Originally published by Space Intel Report on November 21, 2024. Read the original article here.
LA PLATA, Maryland — The trend toward military predominance as a customer for space-based surveillance that is several years old in the United States now appears to be coming to Europe as companies formed for commercial use are now winning defense business.
Radar satellite constellation operator Iceye of Finland and space situational awareness startup Neuraspace of Portugal described how the evolution took place.
Iceye, one of the premier European startup space successes, had hoped to steer clear of the Ukraine war but was swept into it to a point at which Iceye imagery “is used by Ukrainians and become completely integrated into their operational structure,” said Kacper Grzesiak, Iceye sales director.
“Our images are being sent to solders on the front lines” using less than best-practice security procedures but making it easy to communicate, Grzesiak said Nov. 20 during the EU Space Days conference in Budapest, organized by the European Commission and the Hungarian EU presidency.
Iceye’s value to Ukraine was publicly demonstrated in mid-2022 when a crowdsourced funding effort to purchase a Turkish Bayraktar drone ended with Turkey donating one. The money that was raised was repurposed to purchase an Iceye satellite, whose success on the battlefield is now regularly recounted on social media.

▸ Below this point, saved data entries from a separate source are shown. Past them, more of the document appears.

use thiserror::Error;

/// Core errors for the telemetry collector
#[derive(Error, Debug)]
pub enum CoreError {
    /// Programming or integration error: counter width not established,
    /// or two readings of different devices were diffed.
    #[error("Precondition violated: {0}")]
    PreconditionViolation(String),

    #[error("Baseline required: {0}")]
    NotBaselined(String),

    /// The metric could not be produced this call. Stored state is untouched.
    #[error("Unavailable: {0}")]
    Unavailable(String),

    #[error("Malformed input: {0}")]
    Malformed(String),

    #[error("Configuration error: {0}")]
    Config(String),

    #[error("IO error: {0}")]
    Io(#[from] std::io::Error),

    #[error("JSON serialization error: {0}")]
    Json(#[from] serde_json::Error),
}

pub type Result<T> = std::result::Result<T, CoreError>;

impl CoreError {
    pub fn precondition<S: Into<String>>(msg: S) -> Self {
        Self::PreconditionViolation(msg.into())
    }

    pub fn not_baselined<S: Into<String>>(msg: S) -> Self {
        Self::NotBaselined(msg.into())
    }

    pub fn unavailable<S: Into<String>>(msg: S) -> Self {
        Self::Unavailable(msg.into())
    }

    pub fn malformed<S: Into<String>>(msg: S) -> Self {
        Self::Malformed(msg.into())
    }

    pub fn config<S: Into<String>>(msg: S) -> Self {
        Self::Config(msg.into())
    }

    /// True for errors recovered at the call boundary of a sampling operation.
    pub fn is_unavailable(&self) -> bool {
        matches!(self, Self::Unavailable(_))
    }
}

Iceye considers itself a Finnish-Polish company insofar as one-quarter of its 500-person staff are in Warsaw, with the rest in Finland. Poland recently joined the NATO Allied Persistent Surveillance from Space (APSS) program in which satellite data is shared among program participants.
Iceye is also participating in the planning of the NATO Coalition Warrior Interoperability Exercise, CWIX, whose goal is to standardize interfaces among NATO members.

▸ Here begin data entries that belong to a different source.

use super::seconds_between;
use crate::{
    counter::CounterWidthPolicy,
    error::{CoreError, Result},
    inventory::SectorSizeInventory,
    model::{DiskCounters, DiskDelta, RawDiskData},
    platform::HostProvider,
    store::BaselineStore,
};
use std::collections::HashMap;
use tracing::{debug, warn};

impl RawDiskData {
    pub fn new(
        device: impl Into<String>,
        counters: DiskCounters,
        sector_size: Option<u64>,
    ) -> Self {
        Self {
            device: device.into(),
            timestamp: counters.timestamp,
            reads: counters.reads,
            read_sectors: counters.read_sectors,
            writes: counters.writes,
            write_sectors: counters.write_sectors,
            sector_size,
        }
    }

    /// Activity since `previous`, which must be a reading of the same device.
    ///
    /// Sector counts become bytes only when this reading carries a sector size.
    pub fn delta(&self, previous: &RawDiskData, policy: &CounterWidthPolicy) -> Result<DiskDelta> {
        if self.device != previous.device {
            return Err(CoreError::precondition(format!(
                "{} != {}",
                self.device, previous.device
            )));
        }

        let to_bytes = |sectors: u64| self.sector_size.map(|size| sectors.saturating_mul(size));

        Ok(DiskDelta {
            device: self.device.clone(),
            delta_time: seconds_between(self.timestamp, previous.timestamp),
            reads: policy.sub_with_wrap(self.reads, previous.reads)?,
            bytes_read: to_bytes(policy.sub_with_wrap(self.read_sectors, previous.read_sectors)?),
            writes: policy.sub_with_wrap(self.writes, previous.writes)?,
            bytes_written: to_bytes(
                policy.sub_with_wrap(self.write_sectors, previous.write_sectors)?,
            ),
        })
    }
}

/// Accepts `sda` as well as `/dev/sda`
pub fn device_name(device: &str) -> &str {
    device.strip_prefix("/dev/").unwrap_or(device)
}

/// Per-device disk I/O deltas against the immediately preceding reading
pub struct DiskCollector {
    inventory: SectorSizeInventory,
    previous_stats: BaselineStore<RawDiskData>,
}

impl DiskCollector {
    pub fn new() -> Self {
        Self {
            inventory: SectorSizeInventory::new(),
            previous_stats: BaselineStore::new(),
        }
    }

    /// Forget every stored reading and take a fresh one for each visible device.
    ///
    /// Returns the number of devices baselined.
    pub fn baseline<P: HostProvider + ?Sized>(&mut self, provider: &P) -> usize {
        let sector_sizes = self.inventory.resolve_all(provider).unwrap_or_else(|e| {
            warn!(error = %e, "failed to list block device sector sizes");
            HashMap::new()
        });

        self.previous_stats.reset();
        for (device, sector_size) in sector_sizes {
            match provider.disk_stat(&device) {
                Ok(counters) => self
                    .previous_stats
                    .set(RawDiskData::new(device, counters, Some(sector_size))),
                Err(e) => warn!(device = %device, error = %e, "no baseline for disk"),
            }
        }

        self.previous_stats.len()
    }

    /// Delta for `device` since its previous reading.
    ///
    /// A device that cannot be read leaves its stored reading untouched. A
    /// device read for the first time is stored, and reported as having no
    /// previous data.
    pub fn sample<P: HostProvider + ?Sized>(
        &mut self,
        provider: &P,
        device: &str,
        policy: &CounterWidthPolicy,
    ) -> Result<DiskDelta> {
        let sector_size = match self.inventory.resolve(provider, device) {
            Ok(size) => Some(size),
            Err(e) => {
                debug!(device, error = %e, "sector size unknown, bytes unreported");
                None
            }
        };

        let counters = provider.disk_stat(device).map_err(|e| {
            debug!(device, error = %e, "disk stat read failed");
            CoreError::unavailable(format!("no data for {}", device))
        })?;

        let current = RawDiskData::new(device, counters, sector_size);
        let delta = match self.previous_stats.peek(device) {
            Some(previous) => current.delta(previous, policy)?,
            None => {
                self.previous_stats.set(current);
                return Err(CoreError::unavailable(format!("no previous data for {}", device)));
            }
        };

        self.previous_stats.set(current);
        Ok(delta)
    }

    /// Devices with a stored reading
    pub fn devices(&self) -> Vec<String> {
        self.previous_stats.devices()
    }

    pub fn previous(&self, device: &str) -> Option<&RawDiskData> {
        self.previous_stats.peek(device)
    }
}

impl Default for DiskCollector {
    fn default() -> Self {
        Self::new()
    }
}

Icye recently joined a Finnish Ministry of Defense program to use AI to deliver geospatial analytics as part of Finland’s F-35 program that will include the development of mobile intelligence, surveillance reconnaissance cells in collaboration with F-35 prime contractor Lockheed Martin.

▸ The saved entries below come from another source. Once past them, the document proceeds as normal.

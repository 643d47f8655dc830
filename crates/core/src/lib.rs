pub mod config;
pub mod counter;
pub mod error;
pub mod inventory;
pub mod metrics;
pub mod model;
pub mod platform;
pub mod sampler;
pub mod store;

pub use config::Config;
pub use counter::CounterWidthPolicy;
pub use error::{CoreError, Result};
pub use inventory::SectorSizeInventory;
pub use metrics::MetricsCollector;
pub use model::*;
pub use platform::{HostProvider, LinuxProvider};
pub use sampler::DataCollector;
pub use store::BaselineStore;

#[cfg(test)]
mod tests {
    use super::*;
    use crate::platform::mock::MockProvider;

    #[test]
    fn test_config_default() {
        let config = Config::default();
        assert_eq!(config.interval_ms, 60_000);
        assert_eq!(config.root, std::path::PathBuf::from("/"));
        assert!(config.disks.is_empty());
        assert!(!config.pretty);
    }

    #[test]
    fn test_counter_width_modulus() {
        assert_eq!(CounterWidth::from_64_bit(false).modulus(), 4_294_967_296);
        assert_eq!(CounterWidth::from_64_bit(true).modulus(), u128::from(u64::MAX) + 1);
    }

    #[test]
    fn test_metrics_collector_creation() {
        let mut collector = MetricsCollector::new(MockProvider::new(), Vec::new());
        assert!(collector.init().is_ok());
        assert!(collector.sampler().is_baselined());
    }

    #[test]
    fn test_end_to_end_disk_and_network() {
        let provider = MockProvider::new();
        provider.set_cpus(4, false);
        provider.set_sector_size("sda", 512);
        provider.set_disk("sda", 0, 100, 1000, 10, 100);
        provider.set_net("eth0", 0, 4_294_967_000, 10);
        provider.set_net("eth1", 0, 0, 0);
        let mut sampler = DataCollector::new(provider);
        sampler.baseline().unwrap();

        let p = sampler.provider();
        p.set_disk("sda", 10, 150, 1100, 10, 100);
        p.set_net("eth0", 10, 296, 10);
        p.set_net("eth1", 10, 0, 0);

        let disk = sampler.get_disk_stats("sda").unwrap();
        assert_eq!((disk.reads, disk.writes), (50, 0));
        assert_eq!(disk.bytes_read, Some(100 * 512));
        assert_eq!(disk.delta_time, 10.0);

        // eth0 is down but wrapped past 2^32 with traffic; eth1 is down and idle
        let net = sampler.get_net_stats().unwrap();
        assert_eq!(net.len(), 1);
        match &net[0] {
            NetStat::Delta(delta) => {
                assert_eq!(delta.device, "eth0");
                assert_eq!(delta.bytes_received, 592);
                assert_eq!(delta.bytes_sent, 0);
            }
            other => panic!("unexpected {:?}", other),
        }
    }

    #[test]
    fn test_host_sample_serialization() {
        let sample = HostSample {
            timestamp: std::time::SystemTime::now(),
            memory: Some(MemoryInfo {
                available_kb: 1,
                total_kb: 2,
            }),
            cpu_count: Some(2),
            cpu: None,
            networks: vec![NetStat::Delta(NetDelta {
                device: "eth0".to_string(),
                delta_time: 1.0,
                bytes_received: 1,
                bytes_sent: 2,
            })],
            disks: vec![],
            filesystems: vec![],
            unavailable: vec!["no data for sdb".to_string()],
        };

        let json = serde_json::to_string(&sample).unwrap();
        assert!(json.contains(r#""kind":"delta""#));

        let deserialized: std::result::Result<HostSample, _> = serde_json::from_str(&json);
        assert!(deserialized.is_ok());
    }
}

In addition to operating its own fleet of 38 synthetic-aperture radar satellites, Iceye has sold a spacecraft to MDA Space of Canada and sold seven to Space 42 of the United Arab Emirates.
Iceye could be an example of why the European Commission does not need to purchase its own geospatial assets for a proposed Earth Observation Governmental program, to include high-resolution imaging satellites dedicated to government uses, military and civil. Instead, the Commission could rely on commercially available data for much of its needs, purchasing its own satellites only to assure imagery availability over hotspots.
Neuraspace, a startup which uses AI/ML to classify how objects behave in space, in September won a breakthrough contract with the European Defense Fund (EDF) as part of a 47-consortium called EMISSARY, or European Military Integrated Space Situational Awareness and Recognition capabilitY.
The program, co-funded by the Leonardo-led consortium and the Commission, is budget at 158 million euros ($167 million) over four years.
Neuraspace Chief Executive Chiara Manfletti said the EMISSARY contract is likely to open doors for Neuraspace with other governments and with commercial customers.
“Government and institutional funding provides stability. Investors like that,” Manfletti said. “Public investment is a multiplier by making sure [startups] can actually sell services.”
The EDF funding contrasts with what is often a slow-moving defense procurement sector in Europe.
“Governments often don’t by as fast as they could,” Manfletti said. “I was told by one defense customer that five years go buy between the time they set requirements and when the are ready for procurement. These cycles are too long.”
Neuraspace is one of several SSA startups in Europe looking to take part in the EU Space Surveillance and Tracking (EU SST) program, which pools national SSA capabilities and demand. But cracking the code to enter the EU SST ecosystem is not easy.
“You have to apply to five portals in five languages with five different rules,” Manfletti said. “This is mission impossible for a startup.”